> **TASK BRIEF**: Transcribe every record exactly as it appears.

Items from a dataset:
******************************
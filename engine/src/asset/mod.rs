//! Asset registry and the async load pipeline

pub mod importer;
pub mod loaders;
pub mod manager;
pub mod types;
pub mod worker;

pub use importer::Asset;
pub use loaders::{load_environment_async, load_model_async, load_texture_async};
pub use manager::{AssetError, AssetManager};
pub use types::{AssetHandle, AssetMetaData, AssetType};
pub use worker::{AssetSlot, AssetWorker, LoadError, SyncReport};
******************************
> **WRITTEN REPLY**:
filename engine/src/asset/mod.rs
//! Asset registry and the async load pipeline

pub mod importer;
pub mod loaders;
pub mod manager;
pub mod types;
pub mod worker;

pub use importer::Asset;
pub use loaders::{load_environment_async, load_model_async, load_texture_async};
pub use manager::{AssetError, AssetManager};
pub use types::{AssetHandle, AssetMetaData, AssetType};
pub use worker::{AssetSlot, AssetWorker, LoadError, SyncReport};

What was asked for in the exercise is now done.